Stovall: Not really, because I’m not sure many people know that the worst political scenario is a Republican president and a split Congress. Since 1900, that type of split has happened 14 times with 10 of those times having come under a Republican presidency. The worst performance of any scenario was a Republican president with a split Congress in which the market gained only a 3.5% on average. So, essentially what history would tell us is, don’t expect anything good. At the same time, however, most of the people that I tell this statistic to are quite surprised.

EQ: Is that because of the misconception that gridlock is good for the market?

Stovall: Exactly. People assume gridlock is good because the government is doing nothing to get in the way, and that may be true for bonds where they don’t continue to elevate the deficit, but it’s not true for stocks because our leadership is not providing any leadership in that instance.

EQ: In this week’s Sector Watch, you discussed the peak earnings growth we’re seeing in the final quarters of 2018. Considering guidance for 2019 is moving in the opposite direction of the rising estimates for 2018, what implications will this have for investors in the year ahead?

Stovall: Well, I think it is adjusting the anticipated angle of ascent. We’ve had very strong earnings gains in 2018—expectations are for a 23% for the full year, with three of the four quarters are expected to be above 20%. Well, that’s hard to beat. So, looking into 2019, except for the fourth quarter, every quarter is expected to show a sub-10% earnings growth rate.

Not surprisingly, in this third quarter, while nine of 11 sectors are seeing earnings increases, the reverse is true when looking out to all of 2019 with nine of the 11 are showing earnings reductions. So, I think analysts right now are going through the exercise of paring back their enthusiasm, and the only question is how far down they’re going to go, and as a result, what overall kind of impact we could see on share prices going forward.

EQ: You also noted that there are potential turnaround triggers that could drastically alter the market dynamic. Can you elaborate on some of these possible catalysts?

Stovall: I think share prices are being pressured by PEs (politics and earnings). From a political perspective, I think most people believe the Democrats are going to regain control of the House of Representatives, which would mean that tax cut rally part 2 is dead on arrival and maybe other spending programs are also no longer likely to be in the cards.

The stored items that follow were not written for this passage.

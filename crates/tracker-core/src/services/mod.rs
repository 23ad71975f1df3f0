//! Service layer shared by clients.

mod item_service;

pub use item_service::{
    Enrichment, ImportSummary, ItemService, DEFAULT_SNOOZE, PULL_MAX_PAGES, PULL_PAGE_SIZE,
};
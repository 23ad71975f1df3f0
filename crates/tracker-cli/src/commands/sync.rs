use std::path::Path;

use tracker_core::sync::{CycleOutcome, SyncReport};
use tracker_core::QueueEntry;

use crate::commands::common::{open_service, Service};
use crate::error::CliError;

/// Map the core "no endpoint" error onto the CLI hint.
fn require_remote(error: tracker_core::Error) -> CliError {
    match error {
        tracker_core::Error::NotConfigured => CliError::SyncNotConfigured,
        other => CliError::Core(other),
    }
}

pub fn describe_cycle(outcome: CycleOutcome) -> Result<String, CliError> {
    match outcome {
        CycleOutcome::AlreadyRunning => Ok("A sync is already running".to_string()),
        CycleOutcome::NotConfigured => Err(CliError::SyncNotConfigured),
        CycleOutcome::Completed(SyncReport {
            batches: 0,
            remaining: 0,
            ..
        }) => Ok("Nothing to sync".to_string()),
        CycleOutcome::Completed(report) => Ok(format!(
            "Sync completed: {} changes sent in {} batches, {} still queued",
            report.delivered, report.batches, report.remaining
        )),
    }
}

pub async fn run_sync(db_path: &Path) -> Result<(), CliError> {
    let service = open_service(db_path).await?;
    let outcome = service.sync_now().await?;
    println!("{}", describe_cycle(outcome)?);
    Ok(())
}

pub async fn run_pull(db_path: &Path) -> Result<(), CliError> {
    let service = open_service(db_path).await?;
    let count = service.pull_all().await.map_err(require_remote)?;
    println!("Pulled {count} items");
    Ok(())
}

pub async fn run_stats(db_path: &Path) -> Result<(), CliError> {
    let service = open_service(db_path).await?;
    let stats = service.remote_stats().await.map_err(require_remote)?;
    println!("Active:         {}", stats.active);
    println!("Archived:       {}", stats.archived);
    println!("Total:          {}", stats.total);
    println!("Archive sheets: {}", stats.archive_sheets);
    Ok(())
}

pub async fn run_archive(db_path: &Path) -> Result<(), CliError> {
    let service = open_service(db_path).await?;
    let message = service.trigger_archive().await.map_err(require_remote)?;
    if message.is_empty() {
        println!("Archive triggered");
    } else {
        println!("{message}");
    }
    Ok(())
}

pub fn describe_entry(entry: &QueueEntry) -> String {
    match entry {
        QueueEntry::Upsert(item) => format!("upsert {} {}", item.id, item.title),
        QueueEntry::Delete { id } => format!("delete {id}"),
        QueueEntry::Raw(value) => format!("raw    {value}"),
    }
}

pub async fn run_queue_list(as_json: bool, db_path: &Path) -> Result<(), CliError> {
    let service = open_service(db_path).await?;
    let entries = service.queue().peek_all().await?;

    if as_json {
        println!("{}", serde_json::to_string_pretty(&entries)?);
    } else if entries.is_empty() {
        println!("Queue is empty.");
    } else {
        for entry in &entries {
            println!("{}", describe_entry(entry));
        }
    }
    Ok(())
}

pub async fn run_queue_clear(db_path: &Path) -> Result<(), CliError> {
    let service = open_service(db_path).await?;
    let dropped = service.queue().clear().await?;
    println!("Discarded {dropped} queued changes");
    Ok(())
}

pub async fn run_daemon(db_path: &Path) -> Result<(), CliError> {
    let service = open_service(db_path).await?;
    let options = service.load_options().await?;
    if !options.is_configured() {
        return Err(CliError::SyncNotConfigured);
    }

    let interval = options.autosync_interval();
    println!(
        "Autosync every {} minutes, press Ctrl-C to stop",
        interval.as_secs() / 60
    );
    let cycles = run_until_ctrl_c(&service, interval).await;
    println!("Stopped after {cycles} sync cycles");
    Ok(())
}

async fn run_until_ctrl_c(service: &Service, interval: std::time::Duration) -> usize {
    service
        .scheduler()
        .run_periodic(interval, async {
            if let Err(error) = tokio::signal::ctrl_c().await {
                tracing::warn!("Failed to listen for Ctrl-C: {error}");
                std::future::pending::<()>().await;
            }
        })
        .await
}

Well, what if the pollsters are wrong, as they were before the presidential election and as they were before the Brexit vote? They could be equally wrong before midterm elections and maybe the Republicans retain control of the House. If that’s the case, I think the market shoots higher.

Also, there is the worry of the trade tensions deepening between the US and China. Well, the G20 meeting takes place at the end of this month and there’s always the possibility that President Donald Trump and President Xi Jinping decide to meet and come up with some sort of a face-saving agreement that will allow this trade tiff to simmer down.

In addition, the Fed will be meeting in December. We think they will raise rates in December, but could end up sounding a less hawkish tone, which I think would be favorable for equities moving forward.

Lastly is earnings, where maybe we find that the analysts have reduced their expectations too much, especially if we don’t see a worsening trade war between the US and China. That could allow earnings expectation to elevate a bit. Even though the bar is still high—full year 2019 earnings are now expected to be up 9.2% versus 10% at the end of the quarter—maybe it could end up coming back closer to that 10% level.

EQ: In terms of valuation, are stocks positioned well to move higher if any of these triggers are realized? Or would it be further stretching overextended fundamentals?

Stovall: No, I think there is upside potential. I look at something called the Rule of 20, which looks at earnings estimates combined with inflation expectations. When looking at this Rule of 20 figure right now, based on the 9.2% growth in earnings next year, we think that our 3,100 target on the S&P 500 is still attainable.

If, however, earnings come in at half that growth rate at 4.6%, well then maybe we end up with 2,955 for the S&P 500. The only way in which we end up really feeling it is if we get no earnings growth, and in that case the market’s fair value is around 2,825. So, it all depends on what kind of earnings we’re going to see in the year ahead.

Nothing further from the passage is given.